I want to add a custom form to my mobile app where the user enters PAN and Expiry and I send to ResAddCC to get a data key for later use.
I think this would require doing a custom XML post directly to the gateway, which would also require having the Store ID and API Token in the mobile app somehow (hardcoded or via HTTPS fetch from my server).
Is this possible or even allowed? I am thinking the API Token should maybe not be exposed this way?
In reply to jasonaa:
We recommend not having your store id and api token located within the app as that could expose you to someone decompiling the app and having access to your credentials. With those credentials they could then run transactions through your account (including purchases and even refunds). For this reason we'd recommend using an app to server to gateway approach. This means your server would be the keeper of the store id and api token. This also means that if ever you need to update the api token you can do this on the fly on your server. If these are held within the app, you need to deploy a new app to update the credentials meaning downtime and potential loss sales due to users being unable to checkout.
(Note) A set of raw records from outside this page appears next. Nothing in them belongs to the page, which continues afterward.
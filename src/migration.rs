//! Schema creation for episodes, guests and appearances.
//! Foreign keys are named `fk_<table>_<column>_<referred_table>`.

use crate::error::AppError;
use sqlx::SqlitePool;

pub const TABLES: &[&str] = &["episodes", "guests", "appearances"];

fn fk_name(table: &str, column: &str, referred_table: &str) -> String {
    format!("fk_{}_{}_{}", table, column, referred_table)
}

fn ddl() -> Vec<String> {
    vec![
        r#"
        CREATE TABLE IF NOT EXISTS episodes (
            id INTEGER PRIMARY KEY,
            date TEXT,
            number INTEGER
        )
        "#
        .to_string(),
        r#"
        CREATE TABLE IF NOT EXISTS guests (
            id INTEGER PRIMARY KEY,
            name TEXT,
            occupation TEXT NOT NULL
        )
        "#
        .to_string(),
        format!(
            r#"
            CREATE TABLE IF NOT EXISTS appearances (
                id INTEGER PRIMARY KEY,
                rating INTEGER NOT NULL CHECK (rating BETWEEN 1 AND 5),
                episode_id INTEGER NOT NULL,
                guest_id INTEGER NOT NULL,
                CONSTRAINT {} FOREIGN KEY (episode_id) REFERENCES episodes (id) ON DELETE CASCADE,
                CONSTRAINT {} FOREIGN KEY (guest_id) REFERENCES guests (id) ON DELETE CASCADE
            )
            "#,
            fk_name("appearances", "episode_id", "episodes"),
            fk_name("appearances", "guest_id", "guests"),
        ),
        "CREATE INDEX IF NOT EXISTS ix_appearances_episode_id ON appearances (episode_id)".to_string(),
        "CREATE INDEX IF NOT EXISTS ix_appearances_guest_id ON appearances (guest_id)".to_string(),
    ]
}

/// Create the three tables if missing. Safe to run on every start.
pub async fn apply_migrations(pool: &SqlitePool) -> Result<(), AppError> {
    for sql in ddl() {
        tracing::debug!(sql = %sql.trim(), "migration");
        sqlx::query(&sql).execute(pool).await?;
    }
    tracing::info!(tables = ?TABLES, "schema ready");
    Ok(())
}
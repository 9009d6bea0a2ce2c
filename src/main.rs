//! Server binary: reads settings, prepares the database, optionally seeds it, and serves the API.

use lateshow::{
    app, apply_migrations, connect, ensure_database_exists, load_seed_file, seed_if_empty, AppState,
    ServerConfig,
};
use tokio::net::TcpListener;
use tracing_subscriber::EnvFilter;

#[tokio::main]
async fn main() -> Result<(), Box<dyn std::error::Error>> {
    dotenvy::dotenv().ok();
    tracing_subscriber::fmt()
        .with_env_filter(
            EnvFilter::try_from_default_env()
                .unwrap_or_else(|_| EnvFilter::new("lateshow=info,tower_http=info")),
        )
        .init();

    let config = ServerConfig::from_env()?;
    ensure_database_exists(&config.database_url).await?;
    let pool = connect(&config.database_url, config.max_connections).await?;
    apply_migrations(&pool).await?;

    if let Some(path) = &config.seed_path {
        let data = load_seed_file(path).await?;
        seed_if_empty(&pool, &data).await?;
    }

    let listener = TcpListener::bind(config.bind_addr()).await?;
    tracing::info!("listening on {}", listener.local_addr()?);
    axum::serve(listener, app(AppState::new(pool))).await?;
    Ok(())
}
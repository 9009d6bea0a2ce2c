//! Queries and writes against episodes, guests and appearances.

use crate::error::AppError;
use crate::model::{Appearance, AppearanceWithGuest, Episode, Guest, NewAppearance, NewEpisode, NewGuest};
use sqlx::{Executor, Sqlite, SqlitePool};

const SELECT_EPISODE: &str = "SELECT id, date, number FROM episodes";
const SELECT_GUEST: &str = "SELECT id, name, occupation FROM guests";

pub struct ShowService;

impl ShowService {
    /// All episodes in storage order.
    pub async fn list_episodes(pool: &SqlitePool) -> Result<Vec<Episode>, AppError> {
        let sql = format!("{} ORDER BY id", SELECT_EPISODE);
        tracing::debug!(sql = %sql, "query");
        Ok(sqlx::query_as::<_, Episode>(&sql).fetch_all(pool).await?)
    }

    pub async fn find_episode(pool: &SqlitePool, id: i64) -> Result<Option<Episode>, AppError> {
        let sql = format!("{} WHERE id = ?", SELECT_EPISODE);
        tracing::debug!(sql = %sql, id, "query");
        Ok(sqlx::query_as::<_, Episode>(&sql).bind(id).fetch_optional(pool).await?)
    }

    /// Appearances of one episode, each joined with its guest, in creation order.
    pub async fn appearances_for_episode(
        pool: &SqlitePool,
        episode_id: i64,
    ) -> Result<Vec<AppearanceWithGuest>, AppError> {
        let sql = r#"
            SELECT a.id, a.rating, a.episode_id, a.guest_id,
                   g.name AS guest_name, g.occupation AS guest_occupation
            FROM appearances a
            JOIN guests g ON g.id = a.guest_id
            WHERE a.episode_id = ?
            ORDER BY a.id
        "#;
        tracing::debug!(sql = %sql.trim(), episode_id, "query");
        Ok(sqlx::query_as::<_, AppearanceWithGuest>(sql)
            .bind(episode_id)
            .fetch_all(pool)
            .await?)
    }

    /// Episode plus its appearances, or None when the id names no episode.
    pub async fn episode_detail(
        pool: &SqlitePool,
        id: i64,
    ) -> Result<Option<(Episode, Vec<AppearanceWithGuest>)>, AppError> {
        let Some(episode) = Self::find_episode(pool, id).await? else {
            return Ok(None);
        };
        let appearances = Self::appearances_for_episode(pool, id).await?;
        Ok(Some((episode, appearances)))
    }

    pub async fn list_guests(pool: &SqlitePool) -> Result<Vec<Guest>, AppError> {
        let sql = format!("{} ORDER BY id", SELECT_GUEST);
        tracing::debug!(sql = %sql, "query");
        Ok(sqlx::query_as::<_, Guest>(&sql).fetch_all(pool).await?)
    }

    pub async fn find_guest(pool: &SqlitePool, id: i64) -> Result<Option<Guest>, AppError> {
        let sql = format!("{} WHERE id = ?", SELECT_GUEST);
        tracing::debug!(sql = %sql, id, "query");
        Ok(sqlx::query_as::<_, Guest>(&sql).bind(id).fetch_optional(pool).await?)
    }

    /// Guests of an episode, through its appearances.
    pub async fn guests_for_episode(pool: &SqlitePool, episode_id: i64) -> Result<Vec<Guest>, AppError> {
        let sql = r#"
            SELECT g.id, g.name, g.occupation
            FROM appearances a
            JOIN guests g ON g.id = a.guest_id
            WHERE a.episode_id = ?
            ORDER BY a.id
        "#;
        tracing::debug!(sql = %sql.trim(), episode_id, "query");
        Ok(sqlx::query_as::<_, Guest>(sql).bind(episode_id).fetch_all(pool).await?)
    }

    /// Episodes a guest appeared on, through their appearances.
    pub async fn episodes_for_guest(pool: &SqlitePool, guest_id: i64) -> Result<Vec<Episode>, AppError> {
        let sql = r#"
            SELECT e.id, e.date, e.number
            FROM appearances a
            JOIN episodes e ON e.id = a.episode_id
            WHERE a.guest_id = ?
            ORDER BY a.id
        "#;
        tracing::debug!(sql = %sql.trim(), guest_id, "query");
        Ok(sqlx::query_as::<_, Episode>(sql).bind(guest_id).fetch_all(pool).await?)
    }

    pub async fn insert_episode<'e, E>(executor: E, new: &NewEpisode) -> Result<Episode, AppError>
    where
        E: Executor<'e, Database = Sqlite>,
    {
        let sql = "INSERT INTO episodes (id, date, number) VALUES (?, ?, ?) RETURNING id, date, number";
        tracing::debug!(sql = %sql, "query");
        Ok(sqlx::query_as::<_, Episode>(sql)
            .bind(new.id)
            .bind(&new.date)
            .bind(new.number)
            .fetch_one(executor)
            .await?)
    }

    pub async fn insert_guest<'e, E>(executor: E, new: &NewGuest) -> Result<Guest, AppError>
    where
        E: Executor<'e, Database = Sqlite>,
    {
        let sql = "INSERT INTO guests (id, name, occupation) VALUES (?, ?, ?) RETURNING id, name, occupation";
        tracing::debug!(sql = %sql, "query");
        Ok(sqlx::query_as::<_, Guest>(sql)
            .bind(new.id)
            .bind(&new.name)
            .bind(&new.occupation)
            .fetch_one(executor)
            .await?)
    }

    pub async fn insert_appearance<'e, E>(executor: E, new: &NewAppearance) -> Result<Appearance, AppError>
    where
        E: Executor<'e, Database = Sqlite>,
    {
        let sql = "INSERT INTO appearances (rating, episode_id, guest_id) VALUES (?, ?, ?) \
                   RETURNING id, rating, episode_id, guest_id";
        tracing::debug!(sql = %sql, episode_id = new.episode_id, guest_id = new.guest_id, "query");
        Ok(sqlx::query_as::<_, Appearance>(sql)
            .bind(new.rating.get())
            .bind(new.episode_id)
            .bind(new.guest_id)
            .fetch_one(executor)
            .await?)
    }

    /// Insert one appearance and commit. A failed insert rolls the transaction back.
    pub async fn create_appearance(pool: &SqlitePool, new: &NewAppearance) -> Result<Appearance, AppError> {
        let mut tx = pool.begin().await?;
        match Self::insert_appearance(&mut *tx, new).await {
            Ok(row) => {
                tx.commit().await?;
                Ok(row)
            }
            Err(e) => {
                tracing::warn!(error = %e, "appearance insert failed, rolling back");
                if let Err(rb) = tx.rollback().await {
                    tracing::warn!(error = %rb, "rollback failed");
                }
                Err(e)
            }
        }
    }

    /// Delete an episode and, by cascade, its appearances. Returns false if no row matched.
    pub async fn delete_episode(pool: &SqlitePool, id: i64) -> Result<bool, AppError> {
        let sql = "DELETE FROM episodes WHERE id = ?";
        tracing::debug!(sql = %sql, id, "query");
        let done = sqlx::query(sql).bind(id).execute(pool).await?;
        Ok(done.rows_affected() > 0)
    }

    /// Delete a guest and, by cascade, their appearances. Returns false if no row matched.
    pub async fn delete_guest(pool: &SqlitePool, id: i64) -> Result<bool, AppError> {
        let sql = "DELETE FROM guests WHERE id = ?";
        tracing::debug!(sql = %sql, id, "query");
        let done = sqlx::query(sql).bind(id).execute(pool).await?;
        Ok(done.rows_affected() > 0)
    }

    /// Cheapest round trip to the database.
    pub async fn ping(pool: &SqlitePool) -> Result<(), AppError> {
        sqlx::query("SELECT 1").execute(pool).await?;
        Ok(())
    }

    pub async fn count_appearances(pool: &SqlitePool) -> Result<i64, AppError> {
        let (n,): (i64,) = sqlx::query_as("SELECT COUNT(*) FROM appearances").fetch_one(pool).await?;
        Ok(n)
    }
}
This being said you need to look at the PCI implications. If you gather the card info within the app then transfer the info to your server, to finally process to our gateway it brings your app and server within PCI scope. Easiest approach would be to in fact use the hosted tokenization approach that way the card details are encrypted prior to being sent to our host. You then get a temporary token back, you can do a card verification or preauth using the temporary token to validate the data. Once you've confirmed card/expiry/CVD you can then convert the temporary token into a permanent token using the "res add token" transaction and then you have a permanent token.